States have widely varying fees related to legally registering a business, such as cost to incorporate and annual filing fees. These alone are small factors, though they were weighed with the much more critical availability of startup funding. This information is available from Small Biz Trends and the U.S. Small Business Administration.

Labor Pool (10%)

People are at the heart of a business’s success, so we considered the size and education-level of the labor pool in each state. To determine this, we looked at the average education level of adults in each state and unemployment rates as provided by the Bureau of Labor Statistics.

Quality of Life (10%)

Entrepreneurs are known for burning the candle on both ends and working incredibly long hours. In order to help an entrepreneur avoid burnout, they need to maintain a work-life balance. For that reason, we considered the quality of life for each state, based on safety ratings, as well as natural and social environments offering opportunities for enjoyment outside of work. Sources for this information include Business Insider and Money.com.

Cost of Living (10%)

Entrepreneurs are generally on a tight budget, and while there are a lot of great places to live, not all of them are affordable. We analyzed the cost of living index for each state (per the Missouri Economic Research and Information Center) to determine which are the most affordable, leaving founders with more money to invest in their business.

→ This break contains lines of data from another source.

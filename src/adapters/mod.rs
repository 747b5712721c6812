//! Adapters connecting the domain ports to concrete infrastructure.

pub mod http;
pub mod sqlite;
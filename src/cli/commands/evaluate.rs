//! Significance evaluation CLI command.

use anyhow::{Context, Result};
use clap::Args;
use std::sync::Arc;
use uuid::Uuid;

use crate::adapters::sqlite::{initialize_configured_database, SqliteTestRepository};
use crate::cli::output::{base_table, output, CommandOutput};
use crate::infrastructure::config::ConfigLoader;
use crate::services::{Evaluation, SignificanceEvaluator, Verdict};

#[derive(Args, Debug)]
pub struct EvaluateArgs {
    /// Test ID
    pub test_id: Uuid,
}

#[derive(Debug, serde::Serialize)]
pub struct EvaluateOutput {
    pub evaluation: Evaluation,
}

impl CommandOutput for EvaluateOutput {
    fn to_human(&self) -> String {
        let eval = &self.evaluation;
        let mut lines = vec![
            format!("Test: {} ({})", eval.test_name, eval.test_id),
            format!("Status: {}", eval.status.as_str()),
            format!(
                "Evaluation: min {} impressions/variant at {:.0}% confidence",
                eval.min_sample_size,
                eval.confidence_level * 100.0
            ),
        ];

        let mut table = base_table(vec!["Variant", "Role", "Impr.", "Conv.", "Rate"]);
        for v in &eval.variants {
            table.add_row(vec![
                v.name.clone(),
                if v.is_control { "control" } else { "treatment" }.to_string(),
                v.impressions.to_string(),
                v.conversions.to_string(),
                format!("{:.2}%", v.conversion_rate * 100.0),
            ]);
        }
        lines.push(table.to_string());

        let verdict = match &eval.verdict {
            Verdict::InsufficientData => format!(
                "Verdict: insufficient data (every variant needs {} impressions)",
                eval.min_sample_size
            ),
            Verdict::NoSignificantDifference => {
                "Verdict: no significant difference".to_string()
            }
            Verdict::Winner(id) => {
                let name = eval
                    .variants
                    .iter()
                    .find(|v| v.variant_id == *id)
                    .map_or_else(|| id.to_string(), |v| v.name.clone());
                format!("Verdict: winner is '{name}' ({id})")
            }
        };
        lines.push(verdict);

        if let Some(p) = eval.p_value {
            lines.push(format!("p-value: {p:.4}"));
        }
        lines.join("\n")
    }

    fn to_json(&self) -> serde_json::Value {
        serde_json::to_value(&self.evaluation).unwrap_or_default()
    }
}

pub async fn execute(args: EvaluateArgs, json_mode: bool) -> Result<()> {
    let config = ConfigLoader::load()?;
    let pool = initialize_configured_database(&config.database)
        .await
        .context("Failed to initialize database. Run 'splitlab init' first.")?;

    let evaluator = SignificanceEvaluator::new(Arc::new(SqliteTestRepository::new(pool)));
    let evaluation = evaluator.evaluate(args.test_id).await?;

    output(&EvaluateOutput { evaluation }, json_mode);
    Ok(())
}
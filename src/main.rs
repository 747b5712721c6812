//! Splitlab CLI entry point.

use clap::Parser;

use splitlab::cli::{Cli, Commands};
use splitlab::domain::models::LoggingConfig;
use splitlab::infrastructure::{config::ConfigLoader, logging};

#[tokio::main]
async fn main() {
    let cli = Cli::parse();

    // Before `splitlab init` there is no config file; fall back to the
    // default logging setup rather than failing.
    let logging_config = ConfigLoader::load()
        .map(|c| c.logging)
        .unwrap_or_else(|_| LoggingConfig::default());
    if let Err(err) = logging::init(&logging_config) {
        eprintln!("Warning: failed to initialize logging: {err}");
    }

    let result = match cli.command {
        Commands::Init(args) => splitlab::cli::commands::init::execute(args, cli.json).await,
        Commands::Test(args) => splitlab::cli::commands::test::execute(args, cli.json).await,
        Commands::Track(args) => splitlab::cli::commands::track::execute(args, cli.json).await,
        Commands::Evaluate(args) => splitlab::cli::commands::evaluate::execute(args, cli.json).await,
        Commands::Suggest(args) => splitlab::cli::commands::suggest::execute(args, cli.json).await,
    };

    if let Err(err) = result {
        splitlab::cli::handle_error(err, cli.json);
    }
}
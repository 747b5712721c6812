//! Event recorder: durable impression/conversion tracking.
//!
//! Each call appends one immutable event and bumps the variant's cached
//! counter atomically; calls are intentionally not idempotent, so callers
//! must invoke them exactly once per real impression or conversion.

use std::sync::Arc;
use tracing::debug;
use uuid::Uuid;

use crate::domain::errors::{EngineError, EngineResult};
use crate::domain::models::{EventKind, TestStatus, TrackedEvent, VisitorKey};
use crate::domain::ports::{EventRepository, TestRepository};

pub struct EventRecorder<T: TestRepository, E: EventRepository> {
    test_repo: Arc<T>,
    event_repo: Arc<E>,
}

impl<T: TestRepository, E: EventRepository> EventRecorder<T, E> {
    pub fn new(test_repo: Arc<T>, event_repo: Arc<E>) -> Self {
        Self { test_repo, event_repo }
    }

    pub async fn record_impression(
        &self,
        test_id: Uuid,
        variant_id: Uuid,
        visitor: &VisitorKey,
    ) -> EngineResult<TrackedEvent> {
        self.record(test_id, variant_id, EventKind::Impression, visitor).await
    }

    pub async fn record_conversion(
        &self,
        test_id: Uuid,
        variant_id: Uuid,
        visitor: &VisitorKey,
    ) -> EngineResult<TrackedEvent> {
        self.record(test_id, variant_id, EventKind::Conversion, visitor).await
    }

    /// Rebuild a test's cached counters from the event log. Recovery path
    /// after a crash between an event insert and its counter bump.
    pub async fn reconcile(&self, test_id: Uuid) -> EngineResult<()> {
        let _ = self
            .test_repo
            .get(test_id)
            .await?
            .ok_or_else(|| EngineError::test_not_found(test_id))?;
        self.event_repo.reconcile(test_id).await
    }

    async fn record(
        &self,
        test_id: Uuid,
        variant_id: Uuid,
        kind: EventKind,
        visitor: &VisitorKey,
    ) -> EngineResult<TrackedEvent> {
        let test = self
            .test_repo
            .get(test_id)
            .await?
            .ok_or_else(|| EngineError::test_not_found(test_id))?;

        let variant = self
            .test_repo
            .get_variant(variant_id)
            .await?
            .filter(|v| v.test_id == test_id)
            .ok_or_else(|| EngineError::variant_not_found(variant_id))?;

        if test.status != TestStatus::Running {
            return Err(EngineError::InvalidTransition {
                from: test.status.as_str().to_string(),
                to: TestStatus::Running.as_str().to_string(),
                reason: format!("{} events are only recorded while the test is running", kind.as_str()),
            });
        }

        let event = TrackedEvent::new(test_id, variant.id, kind, visitor);
        self.event_repo.record(&event).await?;

        debug!(test_id = %test_id, variant_id = %variant.id, kind = kind.as_str(), "recorded event");
        Ok(event)
    }
}
//! Combat domain: damage, the player's parry and slash, projectiles, shooters
//! and the boss encounter.

pub mod ai;
pub mod boss;
mod components;
mod events;
pub mod player;
pub mod projectiles;
mod resources;
pub mod spawn;
mod systems;

#[cfg(test)]
mod tests;

pub use components::{
    Boss, DamageFlash, Enemy, Health, Invincible, Lifetime, PlayerStats, Team,
};
pub use events::{
    BoomerangReturning, BossArenaEvent, BossDefeatedEvent, BossFireEvent, DamageEvent,
    DamagePopupEvent, DeathEvent, ParrySuccessEvent,
};
pub use player::{MeleeState, ParryState};
pub use resources::{BossArenaConfig, CombatInput, PlayerCombatTuning};

use bevy::prelude::*;

use crate::combat::ai::{
    apply_boss_aura, remove_disabled_ground_enemies, remove_disabled_shooters,
    update_ground_enemies, update_shooters,
};
use crate::combat::boss::{
    apply_boomerang_returns, apply_boss_rage, despawn_defeated_boss, handle_boss_death,
    spawn_boss_projectiles, tick_boss_directors,
};
use crate::combat::player::{
    detect_slash_hits, process_slash_input, read_combat_input, update_parry_state,
};
use crate::combat::projectiles::{detect_projectile_hits, move_projectiles};
use crate::combat::systems::{
    apply_damage, cleanup_expired, handle_enemy_death, handle_player_death, update_damage_flash,
};
use crate::core::GameState;
use crate::progress::UnlockAchievement;

pub struct CombatPlugin;

impl Plugin for CombatPlugin {
    fn build(&self, app: &mut App) {
        app.init_resource::<PlayerCombatTuning>()
            .init_resource::<BossArenaConfig>()
            .init_resource::<CombatInput>()
            .add_message::<DamageEvent>()
            .add_message::<DamagePopupEvent>()
            .add_message::<DeathEvent>()
            .add_message::<BossArenaEvent>()
            .add_message::<BossDefeatedEvent>()
            .add_message::<ParrySuccessEvent>()
            .add_message::<BossFireEvent>()
            .add_message::<BoomerangReturning>()
            .add_message::<UnlockAchievement>()
            .add_systems(
                Update,
                (
                    // Player actions
                    (read_combat_input, update_parry_state, process_slash_input).chain(),
                    // Hits and damage
                    (
                        detect_slash_hits,
                        detect_projectile_hits,
                        apply_boss_aura,
                        apply_damage,
                        handle_player_death,
                        handle_enemy_death,
                        handle_boss_death,
                        apply_boss_rage,
                    )
                        .chain(),
                    // Boss and hostile fire
                    (
                        apply_boomerang_returns,
                        tick_boss_directors,
                        spawn_boss_projectiles,
                        move_projectiles,
                        remove_disabled_shooters,
                        update_shooters,
                        remove_disabled_ground_enemies,
                        update_ground_enemies,
                    )
                        .chain(),
                    (update_damage_flash, cleanup_expired, despawn_defeated_boss),
                )
                    .chain()
                    .run_if(in_state(GameState::Gameplay)),
            );
    }
}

Bottom Line – Best States to Start a Business

Entrepreneurs often think their business idea is bound for success, but in a country where only 10% of startups succeed, entrepreneurs should use every opportunity to position their business for success⁠. This includes strategically choosing the state to start it in. Considering states like Texas, Colorado, and Washington will help set entrepreneurs up for success and give their businesses more than a dream to stand on.